This is not the current version.

Submission summary

As Contributors: Guillaume Lang
Preprint link: scipost_201908_00007v1
Date submitted: 2019-08-09
Submitted by: Lang, Guillaume
Submitted to: SciPost Physics
Discipline: Physics
Subject area: Quantum Physics
Approach: Theoretical

Abstract

In this paper, we apply experimental number theory to two integrable quantum models in one dimension, the Lieb-Liniger Bose gas and the Yang-Gaudin Fermi gas with contact interactions. We identify patterns in weak- and strong-coupling series expansions of the ground-state energy, local correlation functions and pressure. Based on the most accurate data available in the literature, we make a few conjectures about their mathematical structure and extrapolate to higher orders.

Current status:
Has been resubmitted


Reports on this Submission

Anonymous Report 3 on 2019-9-11 Invited Report

Strengths

1) Provides an interesting set of conjectures on the weak and strong coupling expansions of two important integrable systems in many-body theory.

2) These conjectures might stimulate further research and improve the analytic study of the model.

Weaknesses

The results of this paper do not seem to have a strong bearing on the physics of these models.

Report

In this paper, a series of conjectures are made on the structure of the weak and strong coupling expansions of the ground state energy in the Lieb-Liniger and the Gaudin-Yang models, as well as on other observables, based on the most up to date analytic results for these expansions. The author had already made an interesting contribution to the subject in his Ph.D. by identifying some numerical results in terms of analytic expressions featuring zeta functions, and now, based on these recent results, he presents some guesses about partial structures in these expansions which have been validated to very high order. Although these conjectures are somewhat "numerological", and they do not lead to strong intuitions on the underlying physics, they might be useful in future studies of these models.

Requested changes

In his reply to another referee report, the author says that "The radius of convergence of the weak-coupling expansion is readily understood from the poles of the partial resummations, as pointed out by the referee". This seems to imply that the radius of convergence is finite. However, this contradicts one of the main findings of refs. [50,51], which have shown numerically that the weak-coupling expansion diverges factorially (as in many other quantum-mechanical models) and therefore has zero radius of convergence.
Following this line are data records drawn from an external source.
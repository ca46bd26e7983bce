//! Directory-backed storage.

use std::{
    fmt::Write as _,
    fs,
    io::{self, ErrorKind, Write as _},
    path::{Path, PathBuf},
};

use tempfile::NamedTempFile;
use tracing::debug;

use super::{CartStorage, StorageError};

/// Stores each key as `<dir>/<key>.json`.
///
/// Bytes outside `[A-Za-z0-9_-]` are percent-encoded in the file name, so
/// any non-empty key maps onto exactly one file inside `dir`. Writes go to a
/// uniquely named sibling file that is renamed over the target, so a crash
/// or a concurrent writer never leaves a partial document behind.
#[derive(Debug, Clone)]
pub struct FileStorage {
    dir: PathBuf,
}

impl FileStorage {
    /// Open storage rooted at `dir`, creating the directory if needed.
    ///
    /// # Errors
    ///
    /// Returns an error if the directory cannot be created.
    pub fn open(dir: impl Into<PathBuf>) -> Result<Self, StorageError> {
        let dir = dir.into();

        fs::create_dir_all(&dir)?;

        Ok(Self { dir })
    }

    /// Root directory.
    pub fn dir(&self) -> &Path {
        &self.dir
    }

    fn path(&self, key: &str) -> Result<PathBuf, StorageError> {
        Ok(self.dir.join(format!("{}.json", file_stem(key)?)))
    }
}

fn file_stem(key: &str) -> Result<String, StorageError> {
    if key.is_empty() {
        return Err(StorageError::InvalidKey(key.to_string()));
    }

    let mut stem = String::with_capacity(key.len());

    for byte in key.bytes() {
        if byte.is_ascii_alphanumeric() || byte == b'_' || byte == b'-' {
            stem.push(char::from(byte));
        } else {
            let _infallible = write!(stem, "%{byte:02X}");
        }
    }

    Ok(stem)
}

impl CartStorage for FileStorage {
    fn get(&self, key: &str) -> Result<Option<String>, StorageError> {
        let path = self.path(key)?;

        match fs::read_to_string(&path) {
            Ok(contents) => Ok(Some(contents)),
            Err(error) if error.kind() == ErrorKind::NotFound => Ok(None),
            Err(error) => Err(error.into()),
        }
    }

    fn set(&self, key: &str, value: &str) -> Result<(), StorageError> {
        let path = self.path(key)?;
        let mut staging = NamedTempFile::new_in(&self.dir)?;

        staging.write_all(value.as_bytes())?;
        staging.persist(&path).map_err(io::Error::from)?;

        debug!(path = %path.display(), bytes = value.len(), "wrote cart document");

        Ok(())
    }

    fn remove(&self, key: &str) -> Result<(), StorageError> {
        let path = self.path(key)?;

        match fs::remove_file(&path) {
            Ok(()) => Ok(()),
            Err(error) if error.kind() == ErrorKind::NotFound => Ok(()),
            Err(error) => Err(error.into()),
        }
    }
}

#[cfg(test)]
mod tests {
    use testresult::TestResult;

    use super::*;

    #[test]
    fn round_trips_documents_through_files() -> TestResult {
        let dir = tempfile::tempdir()?;
        let storage = FileStorage::open(dir.path().join("carts"))?;

        assert_eq!(storage.get("cart_u1")?, None);

        storage.set("cart_u1", r#"{"items":[]}"#)?;

        assert!(dir.path().join("carts").join("cart_u1.json").exists());
        assert_eq!(storage.get("cart_u1")?.as_deref(), Some(r#"{"items":[]}"#));

        storage.remove("cart_u1")?;

        assert_eq!(storage.get("cart_u1")?, None);

        Ok(())
    }

    #[test]
    fn removing_missing_key_succeeds() -> TestResult {
        let dir = tempfile::tempdir()?;
        let storage = FileStorage::open(dir.path())?;

        storage.remove("cart")?;

        Ok(())
    }

    #[test]
    fn encodes_unsafe_key_bytes() -> TestResult {
        let dir = tempfile::tempdir()?;
        let storage = FileStorage::open(dir.path())?;

        storage.set("cart_alice@example.com", "{}")?;
        storage.set("../escape", "{}")?;

        assert!(dir.path().join("cart_alice%40example%2Ecom.json").exists());
        assert!(dir.path().join("%2E%2E%2Fescape.json").exists());
        assert_eq!(storage.get("cart_alice@example.com")?.as_deref(), Some("{}"));

        Ok(())
    }

    #[test]
    fn leaves_no_staging_files_behind() -> TestResult {
        let dir = tempfile::tempdir()?;
        let storage = FileStorage::open(dir.path())?;

        storage.set("cart", "{}")?;
        storage.set("cart", r#"{"items":[]}"#)?;

        let names = fs::read_dir(dir.path())?
            .map(|entry| entry.map(|entry| entry.file_name().to_string_lossy().into_owned()))
            .collect::<Result<Vec<_>, _>>()?;

        assert_eq!(names, vec!["cart.json"]);
        assert_eq!(storage.get("cart")?.as_deref(), Some(r#"{"items":[]}"#));

        Ok(())
    }

    #[test]
    fn rejects_empty_key() -> TestResult {
        let dir = tempfile::tempdir()?;
        let storage = FileStorage::open(dir.path())?;

        let result = storage.set("", "{}");

        assert!(
            matches!(result, Err(StorageError::InvalidKey(_))),
            "expected InvalidKey, got {result:?}"
        );

        Ok(())
    }
}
In view of this, the author should address this issue more carefully.

  • validity: good
  • significance: good
  • originality: good
  • clarity: high
  • formatting: good
  • grammar: excellent

Anonymous Report 2 on 2019-8-26 Invited Report

Strengths

Timely paper supplementing nicely very recent results on the subject.

Weaknesses

The conjectures given in the paper only address very specific contributions to the groundstate energy without any particular physical significance.

Report

The author studies the groundstate energy for the celebrated Lieb-Liniger and Yang-Gaudin models, which are integrable systems of Bosons and Fermions in one dimension with $\delta$ interaction of strength $\gamma$. Known exact results involving integral equations have been derived more than 50 years ago. While the strong coupling expansion $\gamma\to\infty$ can be easily extracted in a systematic way from the integral equations, the weak coupling expansions $\gamma\to0$ are significantly harder, with only the very first few terms known before a systematic approach was devised [50,51] in 2019.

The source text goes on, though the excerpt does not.